Nothing much had happened for the rest of the train ride besides Vikki giving us side glances and sly grins. It wouldn't be helpful for me to kill that disruptive sister of my boyfriend and getting away with it, or?

The closer to school we got, the more agitated I became. I wasn't nervous per say, but it got me a little edgy not to know who the other students would react to the turn of events. Alexia had been quite popular in this school and as nobody had known that she had fooled them into thinking that she was with Dimitri (it still hurt me to think about this!), I could only imagine what her friends reactions might be like. Nothing I couldn't cope with but as this school had somewhat grown on me, I wasn't so really sure what to expect and how to react if the need should arise. And it would, I was absolutely certain of that.

I avoided Dimitri's gaze purposely as I knew he would see that I wasn't as relaxed as I tried to appear on the outside. He was too good in reading me so there was no way to fool him.

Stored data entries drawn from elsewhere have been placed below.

//! Dimensional emotion estimate (arousal/valence) fused from prosody — §4.4.
//!
//! Raw per-frame estimates are noisy, so both dimensions are exponentially
//! smoothed before publication; only the smoothed values feed downstream
//! consumers, with the raw ones kept alongside for diagnostics.

use super::Analyzer;
use crate::error::Result;
use crate::frame::{AudioFrame, FrameBuffer};
use crate::results::AnalysisResult;
use crate::state::PipelineState;

const SMOOTHING_ALPHA: f32 = 0.3;
const ENERGY_FLOOR_DB: f32 = -40.0;
const ENERGY_SPAN_DB: f32 = 60.0;
const PITCH_CENTER_HZ: f32 = 150.0;
const PITCH_VALENCE_SPAN_HZ: f32 = 200.0;
const PITCH_VALENCE_CLAMP: f32 = 0.3;
const RISING_VALENCE_BONUS: f32 = 0.1;

#[derive(Debug, Clone)]
pub struct EmotionAnalyzer {
    arousal: f32,
    valence: f32,
}

impl EmotionAnalyzer {
    pub fn new() -> Self {
        Self {
            arousal: 0.5,
            valence: 0.5,
        }
    }

    fn raw_arousal(energy_db: f64, pitch_variance: f64, tempo: f64) -> f32 {
        let energy_term = (((energy_db - ENERGY_FLOOR_DB as f64) + 30.0) / ENERGY_SPAN_DB as f64)
            .clamp(0.0, 1.0);
        let variance_term = (pitch_variance / 1000.0).min(1.0);
        let tempo_term = (tempo / 8.0).min(1.0);
        (0.5 * energy_term + 0.3 * variance_term + 0.2 * tempo_term) as f32
    }

    fn raw_valence(pitch_hz: f64, is_rising: bool) -> f32 {
        if pitch_hz <= 0.0 {
            return 0.5;
        }
        let pitch_term = ((pitch_hz - PITCH_CENTER_HZ as f64) / PITCH_VALENCE_SPAN_HZ as f64)
            .clamp(-PITCH_VALENCE_CLAMP as f64, PITCH_VALENCE_CLAMP as f64);
        let bonus = if is_rising { RISING_VALENCE_BONUS as f64 } else { 0.0 };
        (0.5 + pitch_term + bonus).clamp(0.0, 1.0) as f32
    }
}

impl Default for EmotionAnalyzer {
    fn default() -> Self {
        Self::new()
    }
}

impl Analyzer for EmotionAnalyzer {
    fn name(&self) -> &str {
        "emotion"
    }

    fn analyze(
        &mut self,
        frame: &AudioFrame,
        _buffer: &FrameBuffer,
        state: &PipelineState,
    ) -> Result<AnalysisResult> {
        let prosody = state.result("prosody");
        let energy_db = state
            .result("vad")
            .map(|r| r.get_number("energy_db", -60.0))
            .unwrap_or(-60.0);
        let pitch_variance = prosody.map(|r| r.get_number("pitch_variance", 0.0)).unwrap_or(0.0);
        let tempo = prosody.map(|r| r.get_number("tempo", 0.0)).unwrap_or(0.0);
        let pitch_hz = prosody.map(|r| r.get_number("pitch_hz", 0.0)).unwrap_or(0.0);
        let is_rising = prosody.map(|r| r.get_bool("is_rising_intonation", false)).unwrap_or(false);

        let raw_arousal = Self::raw_arousal(energy_db, pitch_variance, tempo);
        let raw_valence = Self::raw_valence(pitch_hz, is_rising);

        self.arousal = (1.0 - SMOOTHING_ALPHA) * self.arousal + SMOOTHING_ALPHA * raw_arousal;
        self.valence = (1.0 - SMOOTHING_ALPHA) * self.valence + SMOOTHING_ALPHA * raw_valence;

        let emotion = crate::packet::Emotion::new(self.arousal, self.valence);

        let mut result = AnalysisResult::new(self.name(), frame.frame_id, frame.timestamp_ms);
        result
            .set_number("arousal", emotion.arousal as f64)
            .set_number("valence", emotion.valence as f64)
            .set_text("quadrant", quadrant_str(emotion.quadrant()))
            .set_number("raw_arousal", raw_arousal as f64)
            .set_number("raw_valence", raw_valence as f64);
        Ok(result)
    }

    fn reset(&mut self) {
        self.arousal = 0.5;
        self.valence = 0.5;
    }
}

fn quadrant_str(q: crate::packet::Quadrant) -> &'static str {
    use crate::packet::Quadrant::*;
    match q {
        CalmPositive => "calm_positive",
        CalmNegative => "calm_negative",
        TensePositive => "tense_positive",
        TenseNegative => "tense_negative",
    }
}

When the train pulled into the station, we quietly grabbed our stuff, pulled on our thick jackets and left the train soon after. As we weren't' the only one's arriving by train, the school had sent a bus to pick us up as it was too far to walk to the school anyway. And with such highly piled snow on the streets, there was no way to pull the baggage all the way at all.

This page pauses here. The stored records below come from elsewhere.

//! The pipeline: owns the buffer, the registered analyzers/predictors, and
//! the single mutable `PipelineState`; drives frames through to emitted
//! packets on a time-gated schedule — §4.1, §5.

use tracing::{debug, info, info_span, warn};

use crate::analyzer::{Analyzer, EmotionAnalyzer, LanguageAnalyzer, ProsodyAnalyzer, VadAnalyzer};
use crate::config::PipelineConfig;
use crate::error::Result;
use crate::frame::{AudioFrame, FrameBuffer};
use crate::packet::IntentPacket;
use crate::predictor::{
    EarlyIntentPredictor, IntentPredictor, PredictionContext, Predictor, TimingPredictor,
    TurnTakingPredictor,
};
use crate::source::{AsyncAudioSource, AudioSource};
use crate::state::PipelineState;

type PacketCallback = Box<dyn FnMut(&IntentPacket) + Send>;

/// Cooperative, single-threaded signal pipeline.
pub struct Pipeline {
    config: PipelineConfig,
    analyzers: Vec<Box<dyn Analyzer>>,
    predictors: Vec<Box<dyn Predictor>>,
    callbacks: Vec<PacketCallback>,
    buffer: FrameBuffer,
    state: PipelineState,
    last_emit_ms: u64,
    stopped: bool,
}

impl Pipeline {
    /// An empty pipeline with no registered components; callers build up
    /// their own subset via `register_analyzer`/`register_predictor`.
    pub fn new(config: PipelineConfig) -> Self {
        let buffer = FrameBuffer::new(50, config.buffer_duration_ms);
        info!(sample_rate = config.audio.sample_rate, "pipeline constructed");
        Self {
            config,
            analyzers: Vec::new(),
            predictors: Vec::new(),
            callbacks: Vec::new(),
            buffer,
            state: PipelineState::new(),
            last_emit_ms: 0,
            stopped: false,
        }
    }

    /// Pipeline pre-wired with the canonical VAD/Prosody/Emotion/Language
    /// analyzers and Intent/Timing/EarlyIntent/TurnTaking predictors, in
    /// registration order.
    pub fn with_default_components(config: PipelineConfig) -> Self {
        let mut pipeline = Self::new(config);
        pipeline.register_analyzer(Box::new(VadAnalyzer::default()));
        pipeline.register_analyzer(Box::new(ProsodyAnalyzer::try_new(50.0, 500.0).expect("valid defaults")));
        pipeline.register_analyzer(Box::new(EmotionAnalyzer::new()));
        pipeline.register_analyzer(Box::new(LanguageAnalyzer::new()));
        pipeline.register_predictor(Box::new(IntentPredictor::new()));
        pipeline.register_predictor(Box::new(TimingPredictor::default()));
        pipeline.register_predictor(Box::new(EarlyIntentPredictor::default()));
        pipeline.register_predictor(Box::new(TurnTakingPredictor::default()));
        pipeline
    }

    pub fn register_analyzer(&mut self, analyzer: Box<dyn Analyzer>) {
        self.analyzers.push(analyzer);
    }

    pub fn register_predictor(&mut self, predictor: Box<dyn Predictor>) {
        self.predictors.push(predictor);
    }

    pub fn register_callback<F>(&mut self, callback: F)
    where
        F: FnMut(&IntentPacket) + Send + 'static,
    {
        self.callbacks.push(Box::new(callback));
    }

    pub fn state(&self) -> &PipelineState {
        &self.state
    }

    /// Cooperative stop: checked by `run`/`run_async` before consuming the
    /// next frame from a source. Never interrupts an in-flight frame.
    pub fn stop(&mut self) {
        self.stopped = true;
    }

    pub fn is_stopped(&self) -> bool {
        self.stopped
    }

    /// Process one frame to completion: buffer, analyzers, predictors, then
    /// the emit gate. Component faults are logged and skipped; the frame
    /// still completes with whatever state prior components produced.
    pub fn process_frame(&mut self, frame: AudioFrame) -> Result<Option<IntentPacket>> {
        let span = info_span!("process_frame", frame_id = frame.frame_id, timestamp_ms = frame.timestamp_ms);
        let _enter = span.enter();

        self.buffer.push(frame.clone());

        for analyzer in &mut self.analyzers {
            match analyzer.analyze(&frame, &self.buffer, &self.state) {
                Ok(result) => {
                    debug!(analyzer = analyzer.name(), "analyzer produced result");
                    self.state.publish(result);
                }
                Err(err) => {
                    warn!(component = analyzer.name(), frame_id = frame.frame_id, error = %err, "analyzer faulted, skipping");
                }
            }
        }

        let context = PredictionContext::new(&frame, &self.buffer);
        for predictor in &mut self.predictors {
            if let Err(err) = predictor.predict(&context, &mut self.state) {
                warn!(component = predictor.name(), frame_id = frame.frame_id, error = %err, "predictor faulted, skipping");
            }
        }

        self.state.clamp_invariants();

        let gap = frame.timestamp_ms.saturating_sub(self.last_emit_ms);
        let should_emit =
            gap >= self.config.emit_interval_ms && self.state.intent_confidence >= self.config.min_confidence_to_emit;

        if !should_emit {
            return Ok(None);
        }

        self.last_emit_ms = frame.timestamp_ms;
        let packet = IntentPacket::new(
            self.state.current_intent,
            self.state.intent_confidence,
            self.state.language.clone(),
            self.state.target_language.clone(),
            self.state.emotion,
            self.state.timing,
            frame.frame_id,
            frame.timestamp_ms,
            &self.state.analysis_results,
        );
        info!(frame_id = packet.frame_id, intent = packet.intent.as_str(), "emitting packet");

        for callback in &mut self.callbacks {
            callback(&packet);
        }

        Ok(Some(packet))
    }

    /// Drive a blocking source to exhaustion (or until `stop()`), collecting
    /// every emitted packet. Closes the source on both the success and
    /// error paths.
    pub fn run(&mut self, source: &mut dyn AudioSource) -> Result<Vec<IntentPacket>> {
        let result = self.run_inner(source);
        source.close();
        result
    }

    fn run_inner(&mut self, source: &mut dyn AudioSource) -> Result<Vec<IntentPacket>> {
        let mut packets = Vec::new();
        while !self.stopped {
            match source.next_frame()? {
                Some(frame) => {
                    if let Some(packet) = self.process_frame(frame)? {
                        packets.push(packet);
                    }
                }
                None => break,
            }
        }
        Ok(packets)
    }

    /// Async counterpart: yields to the host scheduler after each processed
    /// frame via `tokio::task::yield_now()`.
    pub async fn run_async(&mut self, source: &mut dyn AsyncAudioSource) -> Result<Vec<IntentPacket>> {
        let result = self.run_async_inner(source).await;
        source.close();
        result
    }

    async fn run_async_inner(&mut self, source: &mut dyn AsyncAudioSource) -> Result<Vec<IntentPacket>> {
        let mut packets = Vec::new();
        while !self.stopped {
            match source.next_frame().await? {
                Some(frame) => {
                    if let Some(packet) = self.process_frame(frame)? {
                        packets.push(packet);
                    }
                    tokio::task::yield_now().await;
                }
                None => break,
            }
        }
        Ok(packets)
    }

    /// Clears the buffer, state, and emit clock, and resets every
    /// registered analyzer/predictor. Leaves the stop flag cleared too.
    pub fn reset(&mut self) {
        info!("pipeline reset");
        self.buffer.clear();
        self.state = PipelineState::new();
        self.last_emit_ms = 0;
        self.stopped = false;
        for analyzer in &mut self.analyzers {
            analyzer.reset();
        }
        for predictor in &mut self.predictors {
            predictor.reset();
        }
    }
}

#[cfg(test)]
mod tests {
    use super::*;
    use crate::config::AudioConfig;
    use crate::results::AnalysisResult;

    /// A scripted analyzer that reports speech on demand, for deterministic
    /// emit-gate and fault-isolation tests without real DSP.
    struct ScriptedVad {
        script: Vec<bool>,
        index: usize,
    }

    impl Analyzer for ScriptedVad {
        fn name(&self) -> &str {
            "vad"
        }

        fn analyze(&mut self, frame: &AudioFrame, _buffer: &FrameBuffer, _state: &PipelineState) -> Result<AnalysisResult> {
            let is_speech = self.script.get(self.index).copied().unwrap_or(false);
            self.index += 1;
            let mut result = AnalysisResult::new(self.name(), frame.frame_id, frame.timestamp_ms);
            result.set_bool("is_speech", is_speech);
            Ok(result)
        }

        fn reset(&mut self) {
            self.index = 0;
        }
    }

    struct FaultyAnalyzer;

    impl Analyzer for FaultyAnalyzer {
        fn name(&self) -> &str {
            "faulty"
        }

        fn analyze(&mut self, _frame: &AudioFrame, _buffer: &FrameBuffer, _state: &PipelineState) -> Result<AnalysisResult> {
            Err(crate::error::TalkyTalkError::Component {
                name: "faulty".into(),
                reason: "always fails".into(),
            })
        }

        fn reset(&mut self) {}
    }

    fn frame_at(ts: u64) -> AudioFrame {
        AudioFrame::silence(0, ts, AudioConfig::default())
    }

    #[test]
    fn emit_gate_respects_interval() {
        let config = PipelineConfig::try_new(AudioConfig::default(), 1000, 100, 0.0).unwrap();
        let mut pipeline = Pipeline::new(config);
        pipeline.register_analyzer(Box::new(ScriptedVad { script: vec![], index: 0 }));

        assert!(pipeline.process_frame(frame_at(0)).unwrap().is_none());
        assert!(pipeline.process_frame(frame_at(40)).unwrap().is_none());
        assert!(pipeline.process_frame(frame_at(100)).unwrap().is_some());
    }

    #[test]
    fn faulty_component_is_skipped_not_fatal() {
        let config = PipelineConfig::default();
        let mut pipeline = Pipeline::new(config);
        pipeline.register_analyzer(Box::new(FaultyAnalyzer));
        let result = pipeline.process_frame(frame_at(0));
        assert!(result.is_ok());
    }

    #[test]
    fn reset_clears_buffer_state_and_emit_clock() {
        let config = PipelineConfig::try_new(AudioConfig::default(), 1000, 100, 0.0).unwrap();
        let mut pipeline = Pipeline::new(config);
        pipeline.process_frame(frame_at(0)).unwrap();
        pipeline.process_frame(frame_at(100)).unwrap();
        pipeline.reset();
        assert_eq!(pipeline.buffer.len(), 0);
        assert_eq!(pipeline.last_emit_ms, 0);
        assert!(!pipeline.is_stopped());
    }

    #[test]
    fn stop_halts_run_before_next_frame() {
        use crate::source::SilenceSource;
        let config = PipelineConfig::try_new(AudioConfig::default(), 1000, 20, 0.0).unwrap();
        let mut pipeline = Pipeline::with_default_components(config);
        pipeline.stop();
        let mut source = SilenceSource::new(AudioConfig::default(), 200);
        let packets = pipeline.run(&mut source).unwrap();
        assert!(packets.is_empty());
    }

    #[test]
    fn callbacks_fire_in_registration_order() {
        use std::sync::{Arc, Mutex};
        let config = PipelineConfig::try_new(AudioConfig::default(), 1000, 20, 0.0).unwrap();
        let mut pipeline = Pipeline::new(config);
        let order = Arc::new(Mutex::new(Vec::new()));
        let order_a = Arc::clone(&order);
        let order_b = Arc::clone(&order);
        pipeline.register_callback(move |_| order_a.lock().unwrap().push("a"));
        pipeline.register_callback(move |_| order_b.lock().unwrap().push("b"));
        pipeline.process_frame(frame_at(0)).unwrap();
        assert_eq!(*order.lock().unwrap(), vec!["a", "b"]);
    }

    #[test]
    fn default_components_produce_packets_end_to_end() {
        use crate::source::SineSource;
        let config = PipelineConfig::try_new(AudioConfig::default(), 1000, 100, 0.0).unwrap();
        let mut pipeline = Pipeline::with_default_components(config);
        let mut source = SineSource::new(AudioConfig::default(), 200.0, 0.5, 500);
        let packets = pipeline.run(&mut source).unwrap();
        assert!(packets.len() >= 4);
        for packet in &packets {
            assert!((0.0..=1.0).contains(&packet.confidence));
            assert!((0.0..=1.0).contains(&packet.emotion.arousal));
        }
    }
}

After we had put our bags into the trunk of the bus, I hurried to catch a seat besides Vik, leaving Dimitri to sit in another row. The scowl on his face showed me that he wasn't understanding my antics at all and it confused him to no end. But he didn't say anything s he passed by, me trying to avoid his gaze. I know I was acting childish and it wasn't like me at all, but I couldn't get myself to face up my fears and just get it over with.

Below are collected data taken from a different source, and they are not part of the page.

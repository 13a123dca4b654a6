//! The outward-facing snapshot types: `Intent`, `Emotion`, `Timing`, and the
//! `IntentPacket` that bundles them. These are the only types consumers of
//! the pipeline need to know about — everything upstream is plumbing.

use std::collections::HashMap;

use serde::{Deserialize, Serialize};

use crate::results::AnalysisResult;

/// What the speaker is probably trying to do.
#[derive(Debug, Clone, Copy, PartialEq, Eq, Serialize, Deserialize)]
#[serde(rename_all = "snake_case")]
pub enum Intent {
    PlayMusic,
    Translate,
    Query,
    Conversation,
    Command,
    Unknown,
}

impl Intent {
    /// All variants, in a stable order used for score-vector iteration.
    pub const ALL: [Intent; 6] = [
        Intent::PlayMusic,
        Intent::Translate,
        Intent::Query,
        Intent::Conversation,
        Intent::Command,
        Intent::Unknown,
    ];

    /// The snake_case wire form, matching the serde rename.
    pub fn as_str(&self) -> &'static str {
        match self {
            Intent::PlayMusic => "play_music",
            Intent::Translate => "translate",
            Intent::Query => "query",
            Intent::Conversation => "conversation",
            Intent::Command => "command",
            Intent::Unknown => "unknown",
        }
    }
}

impl Default for Intent {
    fn default() -> Self {
        Intent::Unknown
    }
}

/// Emotion quadrant derived from thresholding arousal/valence at 0.5.
#[derive(Debug, Clone, Copy, PartialEq, Eq, Serialize, Deserialize)]
#[serde(rename_all = "snake_case")]
pub enum Quadrant {
    CalmPositive,
    CalmNegative,
    TensePositive,
    TenseNegative,
}

/// Dimensional emotion estimate: arousal (calm↔aroused) and valence
/// (negative↔positive), both clamped to [0, 1] at construction.
#[derive(Debug, Clone, Copy, PartialEq, Serialize, Deserialize)]
pub struct Emotion {
    pub arousal: f32,
    pub valence: f32,
}

impl Emotion {
    pub fn new(arousal: f32, valence: f32) -> Self {
        Self {
            arousal: arousal.clamp(0.0, 1.0),
            valence: valence.clamp(0.0, 1.0),
        }
    }

    pub fn quadrant(&self) -> Quadrant {
        match (self.arousal >= 0.5, self.valence >= 0.5) {
            (false, true) => Quadrant::CalmPositive,
            (false, false) => Quadrant::CalmNegative,
            (true, true) => Quadrant::TensePositive,
            (true, false) => Quadrant::TenseNegative,
        }
    }
}

impl Default for Emotion {
    fn default() -> Self {
        Self::new(0.5, 0.5)
    }
}

/// Turn-taking timing signals as understood by the `TimingPredictor`.
#[derive(Debug, Clone, Copy, PartialEq, Serialize, Deserialize)]
pub struct Timing {
    pub user_paused: bool,
    pub interrupt_safe: bool,
    pub speech_likelihood: f32,
    pub silence_duration_ms: u64,
}

impl Timing {
    pub fn new(
        user_paused: bool,
        interrupt_safe: bool,
        speech_likelihood: f32,
        silence_duration_ms: u64,
    ) -> Self {
        Self {
            user_paused,
            interrupt_safe,
            speech_likelihood: speech_likelihood.clamp(0.0, 1.0),
            silence_duration_ms,
        }
    }
}

impl Default for Timing {
    fn default() -> Self {
        Self::new(false, false, 0.0, 0)
    }
}

/// A shallow, JSON-friendly view over one analyzer's published payload.
pub type ResultPayload = HashMap<String, serde_json::Value>;

fn snapshot_results(results: &HashMap<String, AnalysisResult>) -> HashMap<String, ResultPayload> {
    results
        .iter()
        .map(|(name, result)| {
            let payload: ResultPayload = result
                .data
                .iter()
                .map(|(k, v)| {
                    let json = match v {
                        crate::results::ResultValue::Number(n) => {
                            serde_json::json!(n)
                        }
                        crate::results::ResultValue::Bool(b) => serde_json::json!(b),
                        crate::results::ResultValue::Text(t) => serde_json::json!(t),
                    };
                    (k.clone(), json)
                })
                .collect();
            (name.clone(), payload)
        })
        .collect()
}

/// Immutable snapshot of pipeline state, handed to callbacks on emit.
///
/// Field names match the canonical dict form verbatim (§6) — `serde`
/// serializes this struct directly, no rename table needed.
#[derive(Debug, Clone, Serialize, Deserialize)]
pub struct IntentPacket {
    pub intent: Intent,
    pub confidence: f32,
    pub language: String,
    pub target_language: Option<String>,
    pub emotion: Emotion,
    pub timing: Timing,
    pub frame_id: u64,
    pub timestamp_ms: u64,
    /// `confidence > 0.6 ∧ intent ≠ unknown`, computed once at snapshot time.
    pub is_actionable: bool,
    #[serde(skip_serializing_if = "HashMap::is_empty", default)]
    pub analysis_results: HashMap<String, ResultPayload>,
}

impl IntentPacket {
    #[allow(clippy::too_many_arguments)]
    pub fn new(
        intent: Intent,
        confidence: f32,
        language: String,
        target_language: Option<String>,
        emotion: Emotion,
        timing: Timing,
        frame_id: u64,
        timestamp_ms: u64,
        analysis_results: &HashMap<String, AnalysisResult>,
    ) -> Self {
        let confidence = confidence.clamp(0.0, 1.0);
        Self {
            is_actionable: confidence > 0.6 && intent != Intent::Unknown,
            intent,
            confidence,
            language,
            target_language,
            emotion,
            timing,
            frame_id,
            timestamp_ms,
            analysis_results: snapshot_results(analysis_results),
        }
    }

    /// A target language was requested and differs from the detected one.
    pub fn needs_translation(&self) -> bool {
        match &self.target_language {
            Some(target) => target != &self.language,
            None => false,
        }
    }
}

And I knew also that Dimitri would soon find a way to get me separated from everyone else to confront me. He was just that good which absolutely wasn't in my favour right now.

The bus ride was bumpy and filled with chat. Vik had gotten past her I-know-what-you-did-and-I-will-annoy-you-with-it-endlessly-phase and chatted with me. Our courses would change slightly this semester and there would only be few classes which we would have to attend together. I still was stuck with learning Russian with her and Dimitri every day in the library, but Olena had already told me proudly, that my Russian was getting better and better. From time to time she had acted as if she had forgotten all English vocabulary and only had answered to me when I had phrased my sentences in Russian. Which had been annoying at first, but after some days I realised that I had become more adapted to use this language. And when Dimitri would whisper something in Russian to me in the heat of passion, it would turn me on to now end.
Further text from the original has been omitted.